中央競馬の「無観客開催」に“ギャンブル好き”が頭を抱える本当のワケ

 新型コロナウイルスの感染拡大がついに、公営ギャンブルにも影響を及ぼした。中央競馬を主催するJRAでは2月27日、中山、阪神、中京の各競馬場で今週末に開催されるレースから当面の間、無観客で競争を実施すると発表。全国各地のWINSやJ-PLACEといった場外馬券発売所での発売と払戻も取りやめ、電話投票かインターネット投票のみが可能となっている。

 この動きは他の公営競技にも広がっており、大井や名古屋といった地方競馬ではすでに27日から無観客競争を実施。競輪とオートレースも同じく27日から、そしてボートレースでは28日から同様の措置となっている。

「この措置に混乱しているのは馬券や車券、舟券を購入するファンのほう。WINSなどの窓口が使えなくなる一方で、電話投票では通話が殺到する恐れがありますし、インターネット投票では『即PAT』や『オッズパーク』に登録する手間がかかります。
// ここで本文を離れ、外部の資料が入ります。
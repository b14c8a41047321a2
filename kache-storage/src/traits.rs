//! Storage backend traits.
//!
//! A backend is opened once per call and yields a [`BackendHandle`] that the
//! controller uses for the contains / set / get sequence and then closes.
//! Ephemeral backends hand out handles that borrow their map and close as a
//! no-op. Persistent backends acquire the external store in `open` and
//! release it in `close`. Both look the same to the controller.

use std::fmt;

use kache_core::{CacheKey, KacheResult, StoredValue};

/// Broad category of a backend, for diagnostics.
#[derive(Debug, Clone, Copy, PartialEq, Eq, Hash)]
pub enum BackendKind {
    /// Process-local map that lives as long as the backend value.
    Ephemeral,
    /// External store acquired and released around each call.
    Persistent,
}

impl fmt::Display for BackendKind {
    fn fmt(&self, f: &mut fmt::Formatter<'_>) -> fmt::Result {
        match self {
            Self::Ephemeral => f.write_str("ephemeral"),
            Self::Persistent => f.write_str("persistent"),
        }
    }
}

/// Open view of a backend, valid until [`close`](BackendHandle::close).
///
/// # Contract
///
/// - `get` on a key for which `contains` is false returns
///   `StorageError::MissingEntry`; absence is never encoded as a value
/// - `set` silently overwrites an existing entry
/// - `close` is idempotent; operations after `close` may fail
pub trait BackendHandle {
    fn contains(&self, key: &CacheKey) -> KacheResult<bool>;

    fn get(&self, key: &CacheKey) -> KacheResult<StoredValue>;

    fn set(&mut self, key: &CacheKey, value: &StoredValue) -> KacheResult<()>;

    /// Release whatever `open` acquired.
    fn close(&mut self) -> KacheResult<()>;
}

/// Pluggable storage backend.
///
/// Implementations must be shareable across threads; one backend may serve
/// several cached computations at once, which is safe because every key is
/// prefixed by its computation name.
pub trait StorageBackend: Send + Sync {
    /// Acquire a handle for one call.
    ///
    /// Fails with `StorageError::BackendUnavailable` if the store cannot be
    /// opened.
    fn open(&self) -> KacheResult<Box<dyn BackendHandle + '_>>;

    fn kind(&self) -> BackendKind;

    /// Where the data lives, for logs. Ephemeral backends report `memory`.
    fn location(&self) -> String;
}
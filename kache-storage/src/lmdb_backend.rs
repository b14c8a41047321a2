//! LMDB-backed persistent cache storage.
//!
//! Uses the heed crate (Rust bindings for LMDB). Unlike a long-lived LMDB
//! cache, this backend opens the environment at the start of every call and
//! closes it before the call returns, so the on-disk state is consistent
//! between calls and other processes can open the same directory in the
//! meantime.
//!
//! # Layout
//!
//! A single unnamed database maps the UTF-8 cache key to the compact JSON
//! encoding of the stored value. Each `set` commits its own write
//! transaction.
//!
//! # In-process exclusion
//!
//! LMDB refuses to open one environment twice in the same process, so
//! handles for the same directory go through a per-path gate shared by every
//! `LmdbBackend` pointing there. The gate is re-entrant: a handle opened
//! while the same thread already holds one (a cached computation calling
//! another cached computation on the same store) reuses the open
//! environment, and the last handle to close releases it. Handles on other
//! threads wait until then.

use std::cell::RefCell;
use std::collections::HashMap;
use std::fmt;
use std::path::{Path, PathBuf};
use std::sync::{Arc, Mutex, OnceLock, PoisonError};

use heed::types::{Bytes, Str};
use heed::{Database, Env, EnvOpenOptions};
use kache_core::{CacheKey, ConfigError, KacheError, KacheResult, StorageError, StoredValue};
use parking_lot::{ReentrantMutex, ReentrantMutexGuard};

use crate::traits::{BackendHandle, BackendKind, StorageBackend};

/// Error type for LMDB cache operations.
#[derive(Debug, thiserror::Error)]
pub enum LmdbError {
    /// Failed to open or create the LMDB environment.
    #[error("Failed to open LMDB environment at {path}: {reason}")]
    EnvOpen { path: String, reason: String },

    /// The store directory could not be created or resolved.
    #[error("Cannot use {path} as an LMDB directory: {source}")]
    Location {
        path: String,
        #[source]
        source: std::io::Error,
    },

    /// Map size in MiB does not fit in a byte count.
    #[error("LMDB map size of {map_size_mb} MiB is too large")]
    MapSizeOverflow { map_size_mb: usize },

    /// Failed to open the database within the environment.
    #[error("Failed to open database: {0}")]
    DbOpen(String),

    /// Transaction error.
    #[error("Transaction error: {0}")]
    Transaction(String),

    /// Serialization error.
    #[error("Serialization error for {key}: {reason}")]
    Serialization { key: String, reason: String },

    /// Deserialization error.
    #[error("Deserialization error for {key}: {reason}")]
    Deserialization { key: String, reason: String },

    /// Operation on a handle that was already closed.
    #[error("LMDB handle already closed")]
    Closed,
}

/// Convert LmdbError to KacheError.
impl From<LmdbError> for KacheError {
    fn from(e: LmdbError) -> Self {
        let storage = match e {
            LmdbError::EnvOpen { path, reason } => StorageError::BackendUnavailable {
                location: path,
                reason,
            },
            LmdbError::Location { path, source } => StorageError::BackendUnavailable {
                location: path,
                reason: source.to_string(),
            },
            LmdbError::MapSizeOverflow { map_size_mb } => {
                return KacheError::Config(ConfigError::InvalidValue {
                    field: "backend.map_size_mb",
                    reason: format!("{map_size_mb} MiB does not fit in a byte count"),
                })
            }
            LmdbError::Serialization { key, reason }
            | LmdbError::Deserialization { key, reason } => StorageError::Codec { key, reason },
            other => StorageError::TransactionFailed {
                reason: other.to_string(),
            },
        };
        KacheError::Storage(storage)
    }
}

/// The environment currently open on one directory.
#[derive(Default)]
struct SharedEnv {
    env: Option<(Env, Database<Str, Bytes>)>,
    handles: usize,
}

type PathGate = ReentrantMutex<RefCell<SharedEnv>>;

/// Per-path gates, shared by every backend in the process.
fn path_gate(path: &Path) -> Arc<PathGate> {
    static GATES: OnceLock<Mutex<HashMap<PathBuf, Arc<PathGate>>>> = OnceLock::new();
    let gates = GATES.get_or_init(|| Mutex::new(HashMap::new()));
    let mut gates = gates.lock().unwrap_or_else(PoisonError::into_inner);
    gates
        .entry(path.to_path_buf())
        .or_insert_with(|| Arc::new(ReentrantMutex::new(RefCell::default())))
        .clone()
}

/// Persistent LMDB backend.
///
/// # Example
///
/// ```ignore
/// use kache_storage::{LmdbBackend, StorageBackend};
///
/// let backend = LmdbBackend::new("/tmp/kache", 64)?;
/// let mut handle = backend.open()?;
/// handle.set(&key, &serde_json::json!(42))?;
/// handle.close()?;
/// ```
pub struct LmdbBackend {
    path: PathBuf,
    map_size_mb: usize,
    map_size: usize,
    gate: Arc<PathGate>,
}

impl fmt::Debug for LmdbBackend {
    fn fmt(&self, f: &mut fmt::Formatter<'_>) -> fmt::Result {
        f.debug_struct("LmdbBackend")
            .field("path", &self.path)
            .field("map_size_mb", &self.map_size_mb)
            .finish_non_exhaustive()
    }
}

impl LmdbBackend {
    /// Create a backend for the LMDB directory at `path`.
    ///
    /// The directory is created if missing. The environment itself is not
    /// opened until the first call.
    ///
    /// # Arguments
    ///
    /// * `path` - Directory where LMDB files will be stored
    /// * `map_size_mb` - Maximum size of the database in megabytes
    pub fn new<P: AsRef<Path>>(path: P, map_size_mb: usize) -> Result<Self, LmdbError> {
        let map_size = map_size_mb
            .checked_mul(1024 * 1024)
            .ok_or(LmdbError::MapSizeOverflow { map_size_mb })?;

        let requested = path.as_ref();
        let location = |source: std::io::Error| LmdbError::Location {
            path: requested.display().to_string(),
            source,
        };
        std::fs::create_dir_all(requested).map_err(location)?;
        let path = std::fs::canonicalize(requested).map_err(location)?;

        let gate = path_gate(&path);
        Ok(Self {
            path,
            map_size_mb,
            map_size,
            gate,
        })
    }

    pub fn path(&self) -> &Path {
        &self.path
    }

    pub fn map_size_mb(&self) -> usize {
        self.map_size_mb
    }

    fn open_env(&self) -> Result<(Env, Database<Str, Bytes>), LmdbError> {
        let env = unsafe {
            EnvOpenOptions::new()
                .map_size(self.map_size)
                .max_dbs(1)
                .open(&self.path)
        }
        .map_err(|e| LmdbError::EnvOpen {
            path: self.path.display().to_string(),
            reason: e.to_string(),
        })?;

        let mut wtxn = env
            .write_txn()
            .map_err(|e| LmdbError::Transaction(e.to_string()))?;

        let db: Database<Str, Bytes> = env
            .create_database(&mut wtxn, None)
            .map_err(|e| LmdbError::DbOpen(e.to_string()))?;

        wtxn.commit()
            .map_err(|e| LmdbError::Transaction(e.to_string()))?;

        Ok((env, db))
    }
}

/// One use of the shared environment, held for a single call.
struct LmdbHandle<'a> {
    env: Option<Env>,
    db: Database<Str, Bytes>,
    location: &'a Path,
    gate: ReentrantMutexGuard<'a, RefCell<SharedEnv>>,
}

impl LmdbHandle<'_> {
    fn env(&self) -> Result<&Env, LmdbError> {
        self.env.as_ref().ok_or(LmdbError::Closed)
    }

    fn read_bytes(&self, key: &CacheKey) -> Result<Option<Vec<u8>>, LmdbError> {
        let env = self.env()?;
        let rtxn = env
            .read_txn()
            .map_err(|e| LmdbError::Transaction(e.to_string()))?;
        let bytes = self
            .db
            .get(&rtxn, key.as_str())
            .map_err(|e| LmdbError::Transaction(e.to_string()))?;
        Ok(bytes.map(<[u8]>::to_vec))
    }
}

impl BackendHandle for LmdbHandle<'_> {
    fn contains(&self, key: &CacheKey) -> KacheResult<bool> {
        Ok(self.read_bytes(key)?.is_some())
    }

    fn get(&self, key: &CacheKey) -> KacheResult<StoredValue> {
        let bytes = self
            .read_bytes(key)?
            .ok_or_else(|| StorageError::MissingEntry {
                key: key.to_string(),
            })?;
        let value = serde_json::from_slice(&bytes).map_err(|e| LmdbError::Deserialization {
            key: key.to_string(),
            reason: e.to_string(),
        })?;
        Ok(value)
    }

    fn set(&mut self, key: &CacheKey, value: &StoredValue) -> KacheResult<()> {
        let bytes = serde_json::to_vec(value).map_err(|e| LmdbError::Serialization {
            key: key.to_string(),
            reason: e.to_string(),
        })?;

        let env = self.env()?;
        let mut wtxn = env
            .write_txn()
            .map_err(|e| LmdbError::Transaction(e.to_string()))?;

        self.db
            .put(&mut wtxn, key.as_str(), &bytes)
            .map_err(|e| LmdbError::Transaction(e.to_string()))?;

        wtxn.commit()
            .map_err(|e| LmdbError::Transaction(e.to_string()))?;

        Ok(())
    }

    fn close(&mut self) -> KacheResult<()> {
        let Some(env) = self.env.take() else {
            return Ok(());
        };
        // Our clone must be gone before waiting on the last one.
        drop(env);

        let mut shared = self.gate.borrow_mut();
        shared.handles = shared.handles.saturating_sub(1);
        if shared.handles == 0 {
            if let Some((env, _)) = shared.env.take() {
                env.prepare_for_closing().wait();
                tracing::trace!(path = %self.location.display(), "Closed LMDB environment");
            }
        }
        Ok(())
    }
}

impl Drop for LmdbHandle<'_> {
    fn drop(&mut self) {
        let _ = self.close();
    }
}

impl StorageBackend for LmdbBackend {
    fn open(&self) -> KacheResult<Box<dyn BackendHandle + '_>> {
        let gate = self.gate.lock();
        let (env, db) = {
            let mut shared = gate.borrow_mut();
            let (env, db) = match &shared.env {
                Some((env, db)) => {
                    tracing::trace!(
                        path = %self.path.display(),
                        handles = shared.handles,
                        "Reusing open LMDB environment"
                    );
                    (env.clone(), *db)
                }
                None => {
                    let (env, db) = self.open_env()?;
                    tracing::trace!(path = %self.path.display(), "Opened LMDB environment");
                    shared.env = Some((env.clone(), db));
                    (env, db)
                }
            };
            shared.handles += 1;
            (env, db)
        };

        Ok(Box::new(LmdbHandle {
            env: Some(env),
            db,
            location: &self.path,
            gate,
        }))
    }

    fn kind(&self) -> BackendKind {
        BackendKind::Persistent
    }

    fn location(&self) -> String {
        self.path.display().to_string()
    }
}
しかも登録の際には銀行口座やクレジットカードが必要となり、何からの事情で口座を持っていなかったり口座が開設できない人は、もはや公営ギャンブルをあきらめることになりそうです」(週刊誌記者)
 
 ただ、いまや手元のスマホで簡単に馬券が買える時代だ。インターネット投票なら払い戻しに行く手間もなく、自宅で競馬中継を観ながら投票できるので、無観客試合でもまったく問題ないとの声は少なくない。出走前にパドックで馬の状態を見極めたいという一部のマニアを除けば影響は少なそうだが、なかには頭を抱えるファンも出てくるというのだ。

「投票券売り場での払戻はすべて現金。数百万円や数千万円だろうと匿名で受け取れるので、本来なら一時所得として税金が発生するケースでも知らぬ存ぜぬを決め込むことができました。それが『即PAT』や『オッズパーク』では払戻金が銀行振込となり、入金の履歴がすべて残ってしまうことから、今までのような“脱税”はほぼ不可能になるのです」(前出・週刊誌記者)
 
 とはいえ税金が発生するような高額払戻など、そうそうあることでもなさそうに思える。しかし前出の週刊誌記者によると、払戻金への課税は、もはや誰にでも起こりえることになるというのだ。

「問題は、経費にできるのは基本的に当たり馬券だけで、外れ馬券は経費算入が不可だということ。三連単を5頭ボックスで各1万円ずつ購入し、万馬券が当たったケースだと、見かけの儲けは100万円から購入額の60万円を差し引いた40万円。しかし税制上は1万円のみが経費となるため儲けは99万円となり、課税控除額の50万円を超えてしまうのです。そんな高額な払戻ではなくても、ちょっとしたギャンブル好きなら年間の当選総額が50万円を超えるなどよくある話。それゆえインターネット投票が強いられる状況になれば、税金支払いに迫られるファンが激増する可能性も高いと言えるんです」

 果たして、ギャンブル好きのところに国税庁はやってくるのだろうか。